The invention provides a method for optimizing warehouse entry allocation of a goods space by big data analysis in an automatic stereo warehouse, which comprises the following steps: defining a multi-dimensional feature for big data analysis; establishing a SKU ex-warehouse heat table of a product in a database, and inserting the SKU name into the SKU ex-warehouse heat table in a row form; analyzing historical warehouse-in and warehouse-out data, and counting according to the SKU names to obtain the characteristic value of each row of SKU products in the SKU warehouse-out heat meter; sequencing the SKU ex-warehouse heat table by using the characteristic value, and taking the sequenced sequence number as the ex-warehouse heat level; establishing a heat query function, and querying the ex-warehouse heat level of the product through the SKU name and the warehouse-in date; and optimizing the distribution and warehousing of the cargo space according to the ex-warehouse heat level of the product when the product is warehoused or the equipment is idle for cargo management. The invention solves the problem of low delivery efficiency caused by that hot delivery products are stored in more goods positions when delivering the goods when the three-dimensional warehouse is put in storage or the goods are put in a storage.
Description
Technical Field
The invention relates to the field of logistics, in particular to a method for optimizing warehouse entry allocation of a goods space by big data analysis of an automatic three-dimensional warehouse.
Background
The existing warehouse entry allocation of the goods is carried out according to the regional or time sequence, and the allocation modes have the condition of low efficiency in practice, and the allocation speed is influenced.

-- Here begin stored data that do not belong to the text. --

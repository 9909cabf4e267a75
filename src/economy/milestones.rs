//! Milestone evaluation: one-time rewards for crossing cumulative thresholds.

use super::catalog::{milestones, Currency, MilestoneCondition, MilestoneDef, Reward};
use super::state::EconomyState;

fn is_met(state: &EconomyState, condition: &MilestoneCondition) -> bool {
    match *condition {
        MilestoneCondition::TotalEarned(threshold) => {
            state.stats.total_vibe_codes_earned >= threshold
        }
        MilestoneCondition::TotalClicks(threshold) => state.stats.total_clicks >= threshold,
        MilestoneCondition::DistinctTools(threshold) => state.distinct_tools_owned() >= threshold,
    }
}

fn grant(state: &mut EconomyState, reward: &Reward) {
    match *reward {
        Reward::Currency(Currency::VibeCodes, amount) => {
            state.currencies.add(Currency::VibeCodes, amount);
            state.stats.total_vibe_codes_earned += amount;
        }
        Reward::Currency(currency, amount) => state.currencies.add(currency, amount),
        Reward::Multiplier(factor) => state.milestone_multiplier *= factor,
    }
}

pub fn is_completed(state: &EconomyState, id: &str) -> bool {
    state.completed_milestones.iter().any(|c| c == id)
}

/// Completes every pending milestone whose condition holds, in catalog
/// order, and grants its rewards. Returns the ids completed by this call.
///
/// Rewards are granted after conditions are checked, so a currency reward
/// paid out here never feeds a later milestone in the same pass. VB rewards
/// count toward lifetime earnings and may complete milestones on the next
/// pass.
pub fn check_milestones(state: &mut EconomyState) -> Vec<&'static str> {
    let newly: Vec<&'static MilestoneDef> = milestones()
        .iter()
        .filter(|m| !is_completed(state, m.id) && is_met(state, &m.condition))
        .collect();

    for milestone in &newly {
        for reward in milestone.rewards {
            grant(state, reward);
        }
        state.completed_milestones.push(milestone.id.to_string());
        log::info!("milestone completed: {}", milestone.name);
    }
    newly.into_iter().map(|m| m.id).collect()
}

/// Progress toward a milestone as (current, target), for display.
pub fn progress(state: &EconomyState, milestone: &MilestoneDef) -> (f64, f64) {
    match milestone.condition {
        MilestoneCondition::TotalEarned(t) => (state.stats.total_vibe_codes_earned.min(t), t),
        MilestoneCondition::TotalClicks(t) => ((state.stats.total_clicks.min(t)) as f64, t as f64),
        MilestoneCondition::DistinctTools(t) => {
            (state.distinct_tools_owned().min(t) as f64, t as f64)
        }
    }
}

#[cfg(test)]
mod tests {
    use super::*;
    use crate::economy::state::OwnedTool;

    #[test]
    fn nothing_completes_on_fresh_state() {
        let mut state = EconomyState::new(1);
        assert!(check_milestones(&mut state).is_empty());
        assert!(state.completed_milestones.is_empty());
    }

    #[test]
    fn first_tool_grants_reward_once() {
        let mut state = EconomyState::new(1);
        state.owned.insert("chatgpt".into(), OwnedTool { count: 1, ..OwnedTool::default() });
        assert_eq!(check_milestones(&mut state), vec!["first-steps"]);
        assert!((state.currencies.vibe_codes - 50.0).abs() < 0.001);

        assert!(check_milestones(&mut state).is_empty());
        assert!((state.currencies.vibe_codes - 50.0).abs() < 0.001);
    }

    #[test]
    fn simultaneous_milestones_all_granted_in_order() {
        let mut state = EconomyState::new(1);
        state.stats.total_clicks = 1_000;
        state.stats.total_vibe_codes_earned = 60_000.0;
        let done = check_milestones(&mut state);
        assert_eq!(
            done,
            vec!["click-master", "ide-master", "click-veteran", "enterprise-setup"]
        );
        // 100 + 500 VB, 10 + 10 + 100 DP
        assert!((state.currencies.vibe_codes - 600.0).abs() < 0.001);
        assert!((state.currencies.dev_points - 120.0).abs() < 0.001);
    }

    #[test]
    fn vb_reward_counts_toward_lifetime_earned() {
        let mut state = EconomyState::new(1);
        state.stats.total_vibe_codes_earned = 1_960.0;
        state.owned.insert("chatgpt".into(), OwnedTool { count: 1, ..OwnedTool::default() });

        // ide-master is judged against the earnings before the reward.
        assert_eq!(check_milestones(&mut state), vec!["first-steps"]);
        assert!((state.stats.total_vibe_codes_earned - 2_010.0).abs() < 0.001);

        assert_eq!(check_milestones(&mut state), vec!["ide-master"]);
        assert!((state.currencies.dev_points - 10.0).abs() < 0.001);
    }

    #[test]
    fn multiplier_reward_scales_milestone_multiplier() {
        let mut state = EconomyState::new(1);
        state.stats.total_vibe_codes_earned = 250_000.0;
        check_milestones(&mut state);
        assert!(is_completed(&state, "vibecode-master"));
        assert!((state.milestone_multiplier - 1.5).abs() < 1e-9);
    }

    #[test]
    fn progress_is_clamped_to_target() {
        let mut state = EconomyState::new(1);
        state.stats.total_clicks = 5_000;
        let click_master = milestones().iter().find(|m| m.id == "click-master").unwrap();
        assert_eq!(progress(&state, click_master), (100.0, 100.0));
    }
}

#[cfg(test)]
mod proptests {
    use super::*;
    use proptest::prelude::*;

    proptest! {
        #[test]
        fn prop_completion_is_monotonic(
            steps in proptest::collection::vec((0u64..600, 0.0f64..100_000.0), 1..20)
        ) {
            let mut state = EconomyState::new(1);
            let mut seen: Vec<String> = Vec::new();
            for (clicks, earned) in steps {
                state.stats.total_clicks += clicks;
                state.stats.total_vibe_codes_earned += earned;
                let newly = check_milestones(&mut state);
                for id in &newly {
                    prop_assert!(!seen.iter().any(|s| s == id), "{} granted twice", id);
                    seen.push(id.to_string());
                }
                prop_assert_eq!(&state.completed_milestones, &seen);
            }
        }
    }
}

The patent document CN107862403A discloses a method and a system for scheduling a delivery sequence of goods to be delivered by an unmanned aerial vehicle. The method comprises the following steps: s1: acquiring weight, volume and destination information of each goods to be distributed; s2: establishing an objective function of an unmanned aerial vehicle cargo delivery and distribution sequence by taking the maximum loading weight, the maximum loading volume and the current electric quantity of the unmanned aerial vehicle as constraint conditions; s3: on the premise of meeting constraint conditions, generating an initial solution of an unmanned aerial vehicle cargo delivery sequence, and optimizing the unmanned aerial vehicle cargo delivery sequence based on the objective function to obtain an optimal solution set of the unmanned aerial vehicle cargo delivery sequence; s4: and distributing goods according to the optimal solution set of the unmanned aerial vehicle goods delivery sequence. According to the invention, the cargo delivery sequence at the delivery point is optimized according to the weight, the volume and the destination information of the cargoes to be delivered, so that the purposes of saving the flight energy consumption of the unmanned aerial vehicle and increasing the delivery weight and the volume of the unmanned aerial vehicle are achieved. However, the scheduling problem of hot products cannot be realized by the scheme.
Disclosure of Invention
Aiming at the defects in the prior art, the invention aims to provide a method for optimizing warehouse entry allocation of a goods space by big data analysis in an automatic three-dimensional warehouse.
The invention provides a method for optimizing warehouse entry allocation of a goods space by big data analysis in an automatic stereo warehouse, which comprises the following steps:
The feature definition step: defining a multi-dimensional feature for big data analysis;
The SKU ex-warehouse heat meter establishment step: establishing a SKU ex-warehouse heat table of a product in a database, wherein a table field comprises the SKU name, the ex-warehouse heat level and the multidimensional feature;
SKU name input step: counting the SKU type names of the products through historical warehouse-in and warehouse-out data, and inserting the SKU names into a SKU warehouse-out heat meter in a row mode;
and (3) characteristic value statistics: analyzing historical warehouse-in and warehouse-out data, and counting according to the SKU names to obtain the characteristic value of each row of SKU products in the SKU warehouse-out heat meter;
and a characteristic value ordering step: sequencing the SKU ex-warehouse heat table by using the characteristic value, and taking the sequenced sequence number as the ex-warehouse heat level;
The establishment step of the heat query function: establishing a heat query function, and querying the ex-warehouse heat grade of the product through the sku name and the warehouse-in date;
And (3) distribution and storage: and optimizing the distribution and warehousing of the cargo space according to the ex-warehouse heat level of the product when the product is warehoused or the equipment is idle for cargo management.
Preferably, the heat query function is: f (sku name, date of warehouse entry) =ex-warehouse heat level.
Preferably, a record matching the SKU name is queried through the SKU ex-warehouse heat meter, whether the remaining inventory period of the product to be queried is smaller than the set number of days is judged, if so, the queried ex-warehouse heat level is returned as a result, and if not less than the set number of days, 0 is returned, wherein 0 is the lowest heat.
Preferably, the higher the product delivery heat level, the faster the delivery of the product to the cargo space.
Preferably, the multi-dimensional features include average inventory cycles of products and last week of product stocking.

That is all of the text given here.